While the DUP argues that Northern Ireland should have the same laws as the rest of the U.K. when it comes to trade, it takes the polar opposite view on abortion — and may legally challenge Lewis’ office and the Department of Health to stop new abortion services.
Democratic Unionist MP Carla Lockhart, who chairs the All-Party Parliamentary Pro-Life Group at Westminster, said Lewis was seeking to “make Northern Ireland one of the most dangerous places in Europe to be a child in the womb, especially if that little baby has a disability.”
“If and when Stormont returns, the DUP and those elected representatives who cherish life will work night and day to bring back life-affirming laws,” she said.
While the DUP has a strong Christian evangelical base that rejects abortion in virtually all circumstances, most of the other parties in Northern Ireland’s crumbling coalition treat advocacy of abortion rights as a potential vote-loser, too.
Ahead of this month’s Northern Ireland Assembly elections, none of the five coalition parties explicitly wrote “abortion” in their manifestos. The opposition Greens, who made abortion rights a point of pride in their platform, lost both of their assembly seats.

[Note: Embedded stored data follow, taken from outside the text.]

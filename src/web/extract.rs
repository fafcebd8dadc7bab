//! Extractors for dashboard actions.
//!
//! Thin wrappers over axum's `Form` and `Path` whose rejections are
//! [`AppError`]s, so a malformed body or id gets a JSON `{"error": ...}`
//! answer like any other failed action.

use axum::{
    Form,
    extract::{FromRequest, FromRequestParts, Path, Request},
    http::request::Parts,
};
use serde::de::DeserializeOwned;

use crate::error::AppError;

/// URL-encoded form body.
#[derive(Debug, Clone, Copy, Default)]
pub struct ActionForm<T>(pub T);

impl<T, S> FromRequest<S> for ActionForm<T>
where
    T: DeserializeOwned,
    S: Send + Sync,
{
    type Rejection = AppError;

    async fn from_request(req: Request, state: &S) -> Result<Self, Self::Rejection> {
        let Form(value) = Form::<T>::from_request(req, state).await?;
        Ok(Self(value))
    }
}

/// Path parameters, such as the numeric id in `/dashboard/skills/{id}/delete`.
#[derive(Debug, Clone, Copy, Default)]
pub struct ActionPath<T>(pub T);

impl<T, S> FromRequestParts<S> for ActionPath<T>
where
    T: DeserializeOwned + Send,
    S: Send + Sync,
{
    type Rejection = AppError;

    async fn from_request_parts(parts: &mut Parts, state: &S) -> Result<Self, Self::Rejection> {
        let Path(value) = Path::<T>::from_request_parts(parts, state).await?;
        Ok(Self(value))
    }
}
//! DTOs for health check endpoint.

use serde::Serialize;

/// Health check response with component status.
#[derive(Debug, Serialize)]
pub struct HealthResponse {
    pub status: String,
    pub version: String,
    pub checks: HealthChecks,
}

/// Health status for each system component.
#[derive(Debug, Serialize)]
pub struct HealthChecks {
    pub database: CheckStatus,
    pub storage: CheckStatus,
}

/// Individual component health status.
#[derive(Debug, Serialize)]
pub struct CheckStatus {
    pub status: String,

    #[serde(skip_serializing_if = "Option::is_none")]
    pub message: Option<String>,
}

impl CheckStatus {
    pub fn ok(message: impl Into<String>) -> Self {
        Self {
            status: "ok".to_string(),
            message: Some(message.into()),
        }
    }

    pub fn error(message: impl Into<String>) -> Self {
        Self {
            status: "error".to_string(),
            message: Some(message.into()),
        }
    }

    pub fn is_ok(&self) -> bool {
        self.status == "ok"
    }
}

One of the assembly’s final preelection acts – passage of a Green-sponsored bill outlawing the harassment of women outside family planning clinics – has been referred by Northern Ireland’s attorney general to the U.K. Supreme Court as potentially unlawful.
The Ulster Unionists, the DUP’s moderate rival for Protestant votes, holds the health portfolio at Stormont, where the DUP’s blockade of resumed power-sharing means the eight caretaker ministers still in office can’t take new policy decisions. Regardless, even when the executive was working, Health Minister Robin Swann repeatedly rebuffed pressure to fund and staff abortion services in local NHS hospitals, citing the need for DUP approval.
The Irish republicans of Sinn Féin called in their manifesto for “the British Tory government” to deliver “modern reproductive health care.”
Their moderate Catholic rival for Irish nationalist votes, the Social Democratic and Labour Party, avoided any written mention of abortion. On the campaign trail, one SDLP candidate suggested anti-abortion activists should “get a life” – and soon apologized.
Pro-choice doctors in Northern Ireland’s hospitals welcomed Lewis’ move. They expressed hope it would finally allow them to rectify the 2018 finding by the U.N. Committee on the Elimination of all forms of Discrimination Against Women that the British government permits “grave and systematic violations of rights” against pregnant women in Northern Ireland.
“We unfortunately still have inadequate and unbalanced health care in Northern Ireland for women,” said Dr. Laura McLaughlin, an obstetrician and gynecologist at Ulster Hospital east of Belfast. She is co-chair of the Doctors for Choice lobbying group.
McLaughlin said Stormont’s inaction since 2020 meant doctors who currently provide induced abortions for women up to 10 weeks pregnant were doing this without proper budgets or dedicated staff. “There is a constant threat we will lose the service,” she said.